Collected data
=-=-=-=-=
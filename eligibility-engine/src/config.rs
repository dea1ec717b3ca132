// Engine configuration
use std::path::{Path, PathBuf};
use std::time::Duration;

use logger_redacted::LoggerConfig;
use serde::{Deserialize, Serialize};

use crate::error::EngineResult;

/// Prefix for environment overrides, e.g. `ELIGIBILITY_CALL_TIMEOUT_SECS`
pub const ENV_PREFIX: &str = "ELIGIBILITY";

const MAX_TOKEN_SAFETY_MARGIN_SECS: u64 = 86_400;

#[derive(Debug, Clone, Serialize, Deserialize)]
#[serde(default)]
pub struct EngineSettings {
    /// Upper bound on any single outbound provider call
    pub call_timeout_secs: u64,
    pub cache_ttl_secs: u64,
    pub cache_sweep_interval_secs: u64,
    /// Tokens are treated as expired this long before the provider says so
    pub token_safety_margin_secs: u64,
    /// Clearinghouse tried when a payer has no alternate protocol
    pub clearinghouse: Option<String>,
    /// YAML provider directory; the built-in catalog is used when unset
    pub directory_path: Option<PathBuf>,
    /// Environment variable holding the integrity signing secret
    pub signing_secret_env: String,
    /// Interchange sender id used on outbound EDI and clearinghouse requests
    pub submitter_id: String,
    pub submitter_npi: String,
    pub logging: LoggerConfig,
}

impl Default for EngineSettings {
    fn default() -> Self {
        Self {
            call_timeout_secs: 30,
            cache_ttl_secs: 3600,
            cache_sweep_interval_secs: 60,
            token_safety_margin_secs: 60,
            clearinghouse: None,
            directory_path: None,
            signing_secret_env: "ELIGIBILITY_SIGNING_SECRET".to_string(),
            submitter_id: "CLEARVERIFY".to_string(),
            submitter_npi: "1234567890".to_string(),
            logging: LoggerConfig::default(),
        }
    }
}

impl EngineSettings {
    /// Load settings from an optional file, then apply environment overrides.
    ///
    /// Nested keys use a double underscore, e.g. `ELIGIBILITY_LOGGING__FORMAT=pretty`.
    pub fn load(path: Option<&Path>) -> EngineResult<Self> {
        let mut builder = config::Config::builder();
        if let Some(path) = path {
            builder = builder.add_source(config::File::from(path).required(true));
        }
        let settings = builder
            .add_source(
                config::Environment::with_prefix(ENV_PREFIX)
                    .prefix_separator("_")
                    .separator("__")
                    .try_parsing(true),
            )
            .build()?
            .try_deserialize()?;
        Ok(settings)
    }

    pub fn call_timeout(&self) -> Duration {
        Duration::from_secs(self.call_timeout_secs)
    }

    pub fn cache_ttl(&self) -> Duration {
        Duration::from_secs(self.cache_ttl_secs)
    }

    pub fn cache_sweep_interval(&self) -> Duration {
        Duration::from_secs(self.cache_sweep_interval_secs.max(1))
    }

    /// Capped at one day so the margin can never overflow token expiry arithmetic.
    pub fn token_safety_margin(&self) -> chrono::Duration {
        let secs = self.token_safety_margin_secs.min(MAX_TOKEN_SAFETY_MARGIN_SECS);
        chrono::Duration::seconds(i64::try_from(secs).unwrap_or_default())
    }
}
// Logger configuration
use serde::{Deserialize, Serialize};

/// Output format for log lines
#[derive(Debug, Clone, Copy, PartialEq, Eq, Serialize, Deserialize)]
#[serde(rename_all = "lowercase")]
pub enum LogFormat {
    /// Structured JSON, one object per line (production)
    Json,
    /// Human-readable multi-line output (development)
    Pretty,
}

#[derive(Debug, Clone, Serialize, Deserialize)]
#[serde(default)]
pub struct LoggerConfig {
    /// Default filter directive when `RUST_LOG` is not set
    pub log_level: String,
    pub format: LogFormat,
    /// Emit one audit event per verification on the `audit` target
    pub compliance_logging: bool,
}

impl Default for LoggerConfig {
    fn default() -> Self {
        Self {
            log_level: "info".to_string(),
            format: LogFormat::Json,
            compliance_logging: true,
        }
    }
}
//! PHI-safe logging for the eligibility verification engine
//!
//! Eligibility requests carry member identifiers, names and dates of birth.
//! None of that may reach a log sink. This crate provides:
//!
//! - **Subscriber setup**: [`init`] installs a `tracing_subscriber` registry
//!   with an `EnvFilter` and either JSON or pretty output
//! - **Redaction**: [`PiiRedactor`] scrubs SSNs, dates, phone numbers and
//!   e-mail addresses out of free text such as vendor error bodies
//! - **Correlation**: [`hash_identifier`] turns a member id into a short,
//!   stable token so log lines can be joined without exposing the id
//! - **Audit**: [`audit::AuditEvent`] records one PHI-free line per
//!   verification attempt on the `audit` target
//!
//! # Example
//!
//! ```rust,no_run
//! use logger_redacted::{hash_identifier, init, LoggerConfig};
//!
//! init(&LoggerConfig::default()).expect("logger");
//! tracing::info!(member = %hash_identifier("W123456789"), "eligibility requested");
//! ```

pub mod audit;
pub mod config;
pub mod redactor;

pub use config::*;
pub use redactor::*;

use thiserror::Error;
use tracing_subscriber::{
    filter::{Directive, ParseError},
    fmt::{self, time::ChronoUtc},
    layer::SubscriberExt,
    util::SubscriberInitExt,
    EnvFilter,
};

#[derive(Error, Debug)]
pub enum LoggerError {
    #[error("Invalid log filter: {0}")]
    InvalidFilter(String),

    #[error("Global subscriber already installed: {0}")]
    AlreadyInitialized(String),
}

/// Install the global tracing subscriber.
///
/// `RUST_LOG` wins over [`LoggerConfig::log_level`] when it is set. Audit
/// events stay enabled at `info` unless compliance logging is switched off.
pub fn init(config: &LoggerConfig) -> Result<(), LoggerError> {
    let env_filter = match EnvFilter::try_from_default_env() {
        Ok(filter) => filter,
        Err(_) => EnvFilter::try_new(&config.log_level)
            .map_err(|e| LoggerError::InvalidFilter(e.to_string()))?,
    };
    let audit_level = if config.compliance_logging { "info" } else { "off" };
    let audit_directive: Directive = format!("{}={audit_level}", audit::AUDIT_TARGET)
        .parse()
        .map_err(|e: ParseError| LoggerError::InvalidFilter(e.to_string()))?;
    let env_filter = env_filter.add_directive(audit_directive);

    let registry = tracing_subscriber::registry().with(env_filter);

    let result = match config.format {
        LogFormat::Json => registry
            .with(
                fmt::layer()
                    .with_target(true)
                    .with_timer(ChronoUtc::rfc_3339())
                    .with_ansi(false)
                    .json(),
            )
            .try_init(),
        LogFormat::Pretty => registry
            .with(
                fmt::layer()
                    .with_target(true)
                    .with_line_number(true)
                    .with_timer(ChronoUtc::rfc_3339())
                    .pretty(),
            )
            .try_init(),
    };

    result.map_err(|e| LoggerError::AlreadyInitialized(e.to_string()))
}
/// Plan-level date, falling back to the subscriber's own eligibility dates
fn eligible_date(coverage: &Value, field: &str) -> EngineResult<Option<NaiveDate>> {
    for scope in ["/eligibility", "/subscriber/eligibility"] {
        if let Some(found) = date(coverage, &format!("{scope}/dates/{field}"))? {
            return Ok(Some(found));
        }
    }
    Ok(None)
}

/// `{amount, remaining}` block carried by the first benefit that has one
fn eligible_accumulator(entries: &[Value], name: &str) -> EngineResult<(Option<f64>, Option<f64>)> {
    let Some(block) = entries.iter().find_map(|b| b.get(name)) else {
        return Ok((None, None));
    };
    Ok((amount(block, "/amount")?, amount(block, "/remaining")?))
}

fn text<'a>(value: &'a Value, pointer: &str) -> Option<&'a str> {
    value
        .pointer(pointer)
        .and_then(Value::as_str)
        .map(str::trim)
        .filter(|s| !s.is_empty())
}

fn required_text<'a>(value: &'a Value, pointer: &str) -> EngineResult<&'a str> {
    text(value, pointer).ok_or_else(|| EligibilityError::MalformedResponse(format!("missing field {pointer}")))
}

fn array<'a>(value: &'a Value, pointer: &str) -> &'a [Value] {
    value
        .pointer(pointer)
        .and_then(Value::as_array)
        .map(Vec::as_slice)
        .unwrap_or_default()
}

fn amount(value: &Value, pointer: &str) -> EngineResult<Option<f64>> {
    match value.pointer(pointer) {
        None | Some(Value::Null) => Ok(None),
        Some(Value::Number(n)) => Ok(n.as_f64()),
        Some(Value::String(s)) if s.trim().is_empty() => Ok(None),
        Some(Value::String(s)) => parse_amount(s).map(Some),
        Some(_) => Err(EligibilityError::MalformedResponse(format!("non-numeric field {pointer}"))),
    }
}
=-=-=-=-=
The line with "Some(Value::String(s)) if s.trim().is_empty()" marks where to start. Transcribe from there through the final line of the records, exactly and with nothing added.

* [RESPONSE AREA]:
        Some(Value::String(s)) if s.trim().is_empty() => Ok(None),
        Some(Value::String(s)) => parse_amount(s).map(Some),
        Some(_) => Err(EligibilityError::MalformedResponse(format!("non-numeric field {pointer}"))),
    }
}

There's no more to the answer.